• YOUR GOAL:
Copy, from the data below, each line that has the word "imprimante".

SOURCE DATA section start

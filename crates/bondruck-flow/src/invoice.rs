// SPDX-License-Identifier: PMPL-1.0-or-later
// Copyright (c) 2026 Jonathan D.A. Jewell (hyperpolymath) <jonathan.jewell@open.ac.uk>
//
// Invoice receipt printing.
//
// The receipt button exists only on finalized invoices. A failed print is
// not surfaced to the operator — it is logged and nothing else happens.

use tracing::{info, warn};

use bondruck_core::i18n::{text, Lang, Msg};
use bondruck_core::types::{InvoicePrintRequest, InvoiceSnapshot};
use bondruck_rpc::{CloudprntRpc, RpcOutcome};

use crate::ui::{Notice, UiAction, UiSink};

/// How long the receipt-sent alert stays up, in seconds.
const RECEIPT_ALERT_SECONDS: u8 = 5;

/// Whether the receipt button is rendered for this invoice at all.
pub fn receipt_button_visible(invoice: &InvoiceSnapshot) -> bool {
    invoice.docstatus.is_finalized()
}

/// Ask the server to print a receipt for the invoice.
pub async fn print_receipt(
    rpc: &dyn CloudprntRpc,
    lang: Lang,
    invoice: &InvoiceSnapshot,
    ui: &mut dyn UiSink,
) {
    let request = InvoicePrintRequest {
        invoice_name: invoice.name.clone(),
    };

    match rpc.print_invoice(&request).await {
        Ok(RpcOutcome::Ok(())) => {
            info!(invoice = %request.invoice_name, "receipt sent");
            ui.push(UiAction::Alert {
                notice: Notice::success(text(lang, Msg::ReceiptSent)),
                seconds: RECEIPT_ALERT_SECONDS,
            });
        }
        // Failure is deliberately silent towards the operator; keep a trace.
        Ok(RpcOutcome::Err { message }) => {
            warn!(
                invoice = %request.invoice_name,
                message = message.as_deref().unwrap_or("<none>"),
                "receipt print rejected by server",
            );
        }
        Err(e) => {
            warn!(invoice = %request.invoice_name, error = %e, "receipt print call failed");
        }
    }
}

#[cfg(test)]
mod tests {
    use super::*;
    use crate::testing::{RecordingSink, ScriptedRpc};
    use bondruck_core::types::DocStatus;

    fn invoice(docstatus: DocStatus) -> InvoiceSnapshot {
        InvoiceSnapshot {
            name: "ACC-PSINV-2026-00042".into(),
            docstatus,
        }
    }

    #[test]
    fn button_only_on_finalized_invoices() {
        assert!(receipt_button_visible(&invoice(DocStatus::Submitted)));
        assert!(!receipt_button_visible(&invoice(DocStatus::Draft)));
        assert!(!receipt_button_visible(&invoice(DocStatus::Cancelled)));
    }

    #[tokio::test]
    async fn success_shows_exactly_one_transient_notice() {
        let rpc = ScriptedRpc::default().with_invoice(Ok(RpcOutcome::Ok(())));
        let mut sink = RecordingSink::default();

        print_receipt(&rpc, Lang::Fr, &invoice(DocStatus::Submitted), &mut sink).await;

        assert_eq!(
            sink.actions,
            vec![UiAction::Alert {
                notice: Notice::success("Ticket envoyé à l'imprimante"),
                seconds: 5,
            }]
        );
    }

    #[tokio::test]
    async fn call_carries_the_invoice_identifier() {
        let rpc = ScriptedRpc::default().with_invoice(Ok(RpcOutcome::Ok(())));
        let mut sink = RecordingSink::default();

        print_receipt(&rpc, Lang::Fr, &invoice(DocStatus::Submitted), &mut sink).await;

        let calls = rpc.invoice_calls.lock().unwrap();
        assert_eq!(calls.len(), 1);
        assert_eq!(calls[0].invoice_name, "ACC-PSINV-2026-00042");
    }

    #[tokio::test]
    async fn failure_is_silent_towards_the_operator() {
        let rpc = ScriptedRpc::default().with_invoice(Ok(RpcOutcome::Err {
            message: Some("Aucune imprimante par défaut configurée".into()),
        }));
        let mut sink = RecordingSink::default();

        print_receipt(&rpc, Lang::Fr, &invoice(DocStatus::Submitted), &mut sink).await;

        assert!(sink.actions.is_empty());
        assert_eq!(rpc.invoice_calls.lock().unwrap().len(), 1);
    }
}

SOURCE DATA section end

• YOUR SOLUTION:
                notice: Notice::success("Ticket envoyé à l'imprimante"),
            message: Some("Aucune imprimante par défaut configurée".into()),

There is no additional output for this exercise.